INFORMATION PROVIDED →

impl BaseElem {
    pub fn new(kind: Kind) -> Self {
        BaseElem {
            common: Common::default(),
            kind,
            shim_mode: ShimMode::Cast,
            shim_to: None,
            shim_from: None,
            convert: false,
            needs_ref: false,
            must_inline: false,
            varname_is_ref: false,
        }
    }

    pub fn printable(&self) -> bool {
        !self.must_inline
    }

    pub fn varname_is_ref(&self) -> bool {
        self.varname_is_ref
    }

    pub fn set_needs_ref(&mut self, b: bool) {
        self.needs_ref = b;
    }

    /// Whether the element resolves to a primitive or a library built-in.
    pub fn resolved(&self) -> bool {
        if self.kind == Kind::Ident {
            return is_builtin(&self.type_name());
        }
        true
    }

    pub fn base_type(&self) -> String {
        if self.kind == Kind::Ident {
            return self
                .common
                .alias
                .clone()
                .unwrap_or_else(|| "ident".to_string());
        }
        self.kind.base_type().to_string()
    }

    pub fn type_name(&self) -> String {
        match &self.common.alias {
            Some(a) => a.clone(),
            None => self.base_type(),
        }
    }

    pub(crate) fn set_alias(&mut self, name: &str) {
        self.common.alias = Some(name.to_string());
        if name.contains("::") {
            self.must_inline = true;
        }
    }

    /// Adds a newtype constructor around the node and forces conversion.
    pub fn push_wrap(&mut self, name: &str) {
        self.common.wraps.insert(0, name.to_string());
        self.convert = true;
    }

    pub(crate) fn set_varname_base(&mut self, a: &str) {
        // Extension values and by-reference shims reference the binding
        // directly when the expression is a pure deref wrapper.
        if self.kind == Kind::Ext || self.needs_ref {
            if let Some(inner) = a.strip_prefix("(*").and_then(|s| s.strip_suffix(')')) {
                if inner.chars().all(|c| c.is_ascii_alphanumeric() || c == '_') {
                    self.common.set_varname(inner);
                    self.varname_is_ref = true;
                    return;
                }
            }
            self.common.set_varname(a);
            self.varname_is_ref = false;
            return;
        }
        self.common.set_varname(a);
    }

    /// The expression converting `varname` to the base type:
    /// `to_fn(v)` for shims, dotted newtype access otherwise.
    pub fn to_base_expr(&self) -> String {
        if let Some(to) = &self.shim_to {
            if self.needs_ref {
                return format!("{}(&{})", to, self.varname());
            }
            return format!("{}({})", to, self.varname());
        }
        self.common.wrapped(&self.common.vname)
    }

    /// The expression converting `tmp` (of the base type) back to the
    /// declared type: `from_fn(tmp)` for shims, nested newtype
    /// constructors otherwise.
    pub fn from_base_expr(&self, tmp: &str) -> String {
        if let Some(from) = &self.shim_from {
            return format!("{}({})", from, tmp);
        }
        let mut out = tmp.to_string();
        for w in self.common.wraps.iter().rev() {
            out = format!("{}({})", w, out);
        }
        out
    }

    pub fn varname(&self) -> &str {
        &self.common.vname
    }
}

ABOUT THIS EXERCISE → The material is to be written out once more, exactly and in full.

TASK RESPONSE →
impl BaseElem {
    pub fn new(kind: Kind) -> Self {
        BaseElem {
            common: Common::default(),
            kind,
            shim_mode: ShimMode::Cast,
            shim_to: None,
            shim_from: None,
            convert: false,
            needs_ref: false,
            must_inline: false,
            varname_is_ref: false,
        }
    }

    pub fn printable(&self) -> bool {
        !self.must_inline
    }

    pub fn varname_is_ref(&self) -> bool {
        self.varname_is_ref
    }

    pub fn set_needs_ref(&mut self, b: bool) {
        self.needs_ref = b;
    }

    /// Whether the element resolves to a primitive or a library built-in.
    pub fn resolved(&self) -> bool {
        if self.kind == Kind::Ident {
            return is_builtin(&self.type_name());
        }
        true
    }

    pub fn base_type(&self) -> String {
        if self.kind == Kind::Ident {
            return self
                .common
                .alias
                .clone()
                .unwrap_or_else(|| "ident".to_string());
        }
        self.kind.base_type().to_string()
    }

    pub fn type_name(&self) -> String {
        match &self.common.alias {
            Some(a) => a.clone(),
            None => self.base_type(),
        }
    }

    pub(crate) fn set_alias(&mut self, name: &str) {
        self.common.alias = Some(name.to_string());
        if name.contains("::") {
            self.must_inline = true;
        }
    }

    /// Adds a newtype constructor around the node and forces conversion.
    pub fn push_wrap(&mut self, name: &str) {
        self.common.wraps.insert(0, name.to_string());
        self.convert = true;
    }

    pub(crate) fn set_varname_base(&mut self, a: &str) {
        // Extension values and by-reference shims reference the binding
        // directly when the expression is a pure deref wrapper.
        if self.kind == Kind::Ext || self.needs_ref {
            if let Some(inner) = a.strip_prefix("(*").and_then(|s| s.strip_suffix(')')) {
                if inner.chars().all(|c| c.is_ascii_alphanumeric() || c == '_') {
                    self.common.set_varname(inner);
                    self.varname_is_ref = true;
                    return;
                }
            }
            self.common.set_varname(a);
            self.varname_is_ref = false;
            return;
        }
        self.common.set_varname(a);
    }

    /// The expression converting `varname` to the base type:
    /// `to_fn(v)` for shims, dotted newtype access otherwise.
    pub fn to_base_expr(&self) -> String {
        if let Some(to) = &self.shim_to {
            if self.needs_ref {
                return format!("{}(&{})", to, self.varname());
            }
            return format!("{}({})", to, self.varname());
        }
        self.common.wrapped(&self.common.vname)
    }

    /// The expression converting `tmp` (of the base type) back to the
    /// declared type: `from_fn(tmp)` for shims, nested newtype
    /// constructors otherwise.
    pub fn from_base_expr(&self, tmp: &str) -> String {
        if let Some(from) = &self.shim_from {
            return format!("{}({})", from, tmp);
        }
        let mut out = tmp.to_string();
        for w in self.common.wraps.iter().rev() {
            out = format!("{}({})", w, out);
        }
        out
    }

    pub fn varname(&self) -> &str {
        &self.common.vname
    }
}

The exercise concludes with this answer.